> **What you have to do**: Reproduce every line in the material below that holds "MerkleNode".

> **Task material**:
//! In-memory Merkle DAG keyed by content hash.
//!
//! Node ids are derived purely from node data, so two independently built
//! DAGs assign identical ids to identical data. That property makes the
//! structural diff trivial: a node either exists in both DAGs (same id) or
//! it does not — "modified" cannot occur at the node level, and changes
//! surface as one removed id plus one added id. The file synchronizer
//! layers a path-keyed view on top to recover per-file modifications.
//!
//! DAGs are short-lived: the synchronizer builds one per diff computation
//! and discards it afterwards. Serialization exists so a DAG can round-trip
//! through its persisted form exactly (ids, edges, and root order).

use std::collections::HashMap;

use serde::{Deserialize, Serialize};

use crate::hashing;

/// A DAG node. `id` is the 16-hex digest of `data`; parent and child
/// lists are insertion-ordered and deduped.
#[derive(Debug, Clone, PartialEq, Serialize, Deserialize)]
pub struct MerkleNode {
    pub id: String,
    pub data: String,
    pub parents: Vec<String>,
    pub children: Vec<String>,
}

/// Result of a structural diff between two DAGs.
///
/// `modified` is always empty — content-addressed ids cannot change in
/// place — but the tri-partition is part of the contract so callers that
/// layer a keyed view on top can reuse the shape.
#[derive(Debug, Clone, Default, PartialEq)]
pub struct DagDiff {
    pub added: Vec<String>,
    pub removed: Vec<String>,
    pub modified: Vec<String>,
}

impl DagDiff {
    pub fn is_empty(&self) -> bool {
        self.added.is_empty() && self.removed.is_empty() && self.modified.is_empty()
    }
}

/// Serialized form: a plain record of nodes and root ids.
#[derive(Debug, Clone, Serialize, Deserialize)]
pub struct SerializedDag {
    pub nodes: Vec<MerkleNode>,
    pub root_ids: Vec<String>,
}

/// In-memory DAG of content-addressed nodes.
#[derive(Debug, Clone, Default)]
pub struct MerkleDag {
    nodes: HashMap<String, MerkleNode>,
    root_ids: Vec<String>,
}

impl MerkleDag {
    pub fn new() -> Self {
        Self::default()
    }

    /// Insert a node derived from `data`, optionally under `parent`.
    ///
    /// - Existing id: the node is reused (content-addressing makes this
    ///   idempotent, and it is what prevents cycles — an id equal to an
    ///   ancestor's id is the same node, not a back-edge).
    /// - `parent` omitted: a newly inserted node becomes a root.
    /// - `parent` present and known: a bidirectional edge is recorded.
    /// - `parent` present but unknown: the node is inserted with no edge
    ///   and is *not* a root.
    ///
    /// Returns the node id.
    pub fn add_node(&mut self, data: &str, parent: Option<&str>) -> String {
        let id = hashing::hash_str(data);

        let newly_inserted = if self.nodes.contains_key(&id) {
            false
        } else {
            self.nodes.insert(
                id.clone(),
                MerkleNode {
                    id: id.clone(),
                    data: data.to_string(),
                    parents: Vec::new(),
                    children: Vec::new(),
                },
            );
            true
        };

        match parent {
            None => {
                if newly_inserted && !self.root_ids.contains(&id) {
                    self.root_ids.push(id.clone());
                }
            }
            Some(parent_id) => {
                if self.nodes.contains_key(parent_id) {
                    let parent_node = self.nodes.get_mut(parent_id).expect("parent exists");
                    if !parent_node.children.contains(&id) {
                        parent_node.children.push(id.clone());
                    }
                    let node = self.nodes.get_mut(&id).expect("node just inserted");
                    if !node.parents.contains(&parent_id.to_string()) {
                        node.parents.push(parent_id.to_string());
                    }
                }
                // Unknown parent: node stays edge-less and rootless.
            }
        }

        id
    }

    pub fn get_node(&self, id: &str) -> Option<&MerkleNode> {
        self.nodes.get(id)
    }

    pub fn all_nodes(&self) -> impl Iterator<Item = &MerkleNode> {
        self.nodes.values()
    }

    pub fn node_count(&self) -> usize {
        self.nodes.len()
    }

    /// Roots in insertion order.
    pub fn roots(&self) -> Vec<&MerkleNode> {
        self.root_ids
            .iter()
            .filter_map(|id| self.nodes.get(id))
            .collect()
    }

    /// Nodes with no children.
    pub fn leaves(&self) -> Vec<&MerkleNode> {
        let mut leaves: Vec<&MerkleNode> = self
            .nodes
            .values()
            .filter(|n| n.children.is_empty())
            .collect();
        leaves.sort_by(|a, b| a.id.cmp(&b.id));
        leaves
    }

    /// Plain record of nodes (sorted by id for determinism) and root ids.
    pub fn serialize(&self) -> SerializedDag {
        let mut nodes: Vec<MerkleNode> = self.nodes.values().cloned().collect();
        nodes.sort_by(|a, b| a.id.cmp(&b.id));
        SerializedDag {
            nodes,
            root_ids: self.root_ids.clone(),
        }
    }

    /// Rebuild a DAG from its serialized record, preserving edges, roots,
    /// and ids exactly.
    pub fn deserialize(record: SerializedDag) -> Self {
        let mut nodes = HashMap::with_capacity(record.nodes.len());
        for node in record.nodes {
            nodes.insert(node.id.clone(), node);
        }
        Self {
            nodes,
            root_ids: record.root_ids,
        }
    }

    /// Structural diff by node id: `added = next ∖ prev`,
    /// `removed = prev ∖ next`, `modified = ∅`.
    pub fn compare(prev: &MerkleDag, next: &MerkleDag) -> DagDiff {
        let mut added: Vec<String> = next
            .nodes
            .keys()
            .filter(|id| !prev.nodes.contains_key(*id))
            .cloned()
            .collect();
        let mut removed: Vec<String> = prev
            .nodes
            .keys()
            .filter(|id| !next.nodes.contains_key(*id))
            .cloned()
            .collect();
        added.sort();
        removed.sort();
        DagDiff {
            added,
            removed,
            modified: Vec::new(),
        }
    }
}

> **Solution to the problem**:
pub struct MerkleNode {
    pub nodes: Vec<MerkleNode>,
    nodes: HashMap<String, MerkleNode>,
                MerkleNode {
    pub fn get_node(&self, id: &str) -> Option<&MerkleNode> {
    pub fn all_nodes(&self) -> impl Iterator<Item = &MerkleNode> {
    pub fn roots(&self) -> Vec<&MerkleNode> {
    pub fn leaves(&self) -> Vec<&MerkleNode> {
        let mut leaves: Vec<&MerkleNode> = self
        let mut nodes: Vec<MerkleNode> = self.nodes.values().cloned().collect();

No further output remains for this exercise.